Big Data with BizViz?

by Avin Jain (CEO,BizViz)

Background

In this classic Analytics space, we comprise companies based on analytics, where people execute algorithmic crunching and sharing the findings as a white paper simultaneously. However, these findings are dead in some time. We can certainly relate to top notch vendors like SAP, Oracle, MSFT and IBM in our knowledge, who charge licensing cost involved in database, platform and for approximately 25 other products, they have acquired in due course of over a decade of time span. The Big 4s are coming up with good solutions for Big Data but they all are extremely costly with few talent bases available. With the advent of Big Data and Hadoop based infrastructure, today's analytics companies need to have all the skills, they should be able to setup Big Data Engineering lab with engineers knowing the best method to deal with large amount of data and being data scientists as well. Finally you need a strong BI Visualization framework or tool where dashboards can be seen on all devices.Companies like BizViz, having all the hard-earned capabilities to work end to end utilizing home-grown utilities and open source software can execute this job in the best economical manner possible and with the best control over real time analytics.The motive behind the collection of huge amount of data is to ensure deeper insight into analytics and the identified correlation between the data which would be commenced in further phases. However the data collected had a very diverse and unstructured format which could be of no use in the analytics in the current form. The data was stored in Hadoop Clusters (in HDFS).

What is Big Data ?

Well, everybody knows this by now.
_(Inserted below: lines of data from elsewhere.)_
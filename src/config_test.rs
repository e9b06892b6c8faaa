use super::*;

/// # Safety
/// Tests must run with `--test-threads=1` to avoid env races.
unsafe fn clear_probe_env() {
    unsafe {
        std::env::remove_var("API_URL");
        std::env::remove_var("AUTH_USER_CHECK_PATH");
        std::env::remove_var("AUTH_FACE_CHECK_PATH");
        std::env::remove_var("AUTH_MIN_VERIFY_MS");
    }
}

#[test]
fn new_trims_trailing_slash() {
    let cfg = ProbeConfig::new("https://api.example.test/v1/").unwrap();
    assert_eq!(cfg.api_url, "https://api.example.test/v1");
    assert_eq!(cfg.user_check_url(), "https://api.example.test/v1/user/check");
    assert_eq!(cfg.face_check_url(), "https://api.example.test/v1/faceAuth/verify-auth");
}

#[test]
fn new_sets_json_default_headers() {
    let cfg = ProbeConfig::new("http://localhost:5000").unwrap();
    assert_eq!(cfg.default_headers.get(CONTENT_TYPE).unwrap(), "application/json");
    assert_eq!(cfg.default_headers.get(ACCEPT).unwrap(), "application/json");
    assert_eq!(cfg.min_verify_delay, Duration::from_millis(2000));
}

#[test]
fn new_rejects_relative_url() {
    let err = ProbeConfig::new("/api").unwrap_err();
    assert!(matches!(err, ConfigError::InvalidUrl { .. }));
}

#[test]
fn new_rejects_non_http_scheme() {
    let err = ProbeConfig::new("ftp://files.example.test").unwrap_err().to_string();
    assert!(err.contains("scheme must be http or https"));
}

#[test]
fn with_header_adds_value() {
    let cfg = ProbeConfig::new("http://localhost:5000")
        .unwrap()
        .with_header("x-client", "playgate")
        .unwrap();
    assert_eq!(cfg.default_headers.get("x-client").unwrap(), "playgate");
}

#[test]
fn with_header_rejects_bad_name() {
    let err = ProbeConfig::new("http://localhost:5000")
        .unwrap()
        .with_header("bad header", "v")
        .unwrap_err();
    assert!(matches!(err, ConfigError::InvalidHeader(_)));
}

#[test]
fn normalize_path_adds_leading_slash() {
    assert_eq!(normalize_path("user/check"), "/user/check");
    assert_eq!(normalize_path(" /faceAuth/verify-auth "), "/faceAuth/verify-auth");
}

// One test body so the env mutations below never interleave with each other.
#[test]
fn from_env_required_defaults_and_overrides() {
    unsafe { clear_probe_env() };
    let err = ProbeConfig::from_env().unwrap_err();
    assert!(matches!(err, ConfigError::MissingVar("API_URL")));

    unsafe {
        std::env::set_var("API_URL", "http://127.0.0.1:8080/");
        std::env::set_var("AUTH_MIN_VERIFY_MS", "soon");
    }
    let cfg = ProbeConfig::from_env().unwrap();
    assert_eq!(cfg.user_check_url(), "http://127.0.0.1:8080/user/check");
    assert_eq!(cfg.min_verify_delay, Duration::from_millis(DEFAULT_MIN_VERIFY_MS));

    unsafe {
        std::env::set_var("AUTH_USER_CHECK_PATH", "session/check");
        std::env::set_var("AUTH_FACE_CHECK_PATH", "/face/verify");
        std::env::set_var("AUTH_MIN_VERIFY_MS", "250");
    }
    let cfg = ProbeConfig::from_env().unwrap();
    assert_eq!(cfg.user_check_url(), "http://127.0.0.1:8080/session/check");
    assert_eq!(cfg.face_check_url(), "http://127.0.0.1:8080/face/verify");
    assert_eq!(cfg.min_verify_delay, Duration::from_millis(250));

    unsafe { clear_probe_env() };
}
Let’s represent this figuratively as explained by our experts, clubbing all sorts of data into a data cobweb.

Why Big Data Analytics is required ?

Everyone knows that data volumes are growing exponentially. What's not so clear is how to unlock the value it holds. To improve the health of a person we monitor all parameters but in case of an organization more than 50% data is unstructured or partially structured but we don't use that to check the health of organization. A health of an organization is always relative. In case of internet of things, we need to keep a close watch on what is happening in our business dimension vis-à-vis competition. The organizations which don't do Big Data Analytics will probably perish in next 10 years or we can say the organizations who did Big Data in last 5-10 years are ruling the internet world today. The internet of things will bring all business platforms on Internet and Big Data will decide the financial growth, competitiveness and target markets of any progressive organization.

Key Skills to provide Big Data Analytics

In this document there will be repetition around these 4 Skills. In my view all these 4 skills are important to deliver a profitable real time Big Data Platform to an enterprise.

BizViz either directly or through any one SME partner is able to provide all these 4 skills. This way customer can be completely sure that one vendor is able to take care of all 4 legs of Big Data Analytics & the vendor is able to get world class support for a long time.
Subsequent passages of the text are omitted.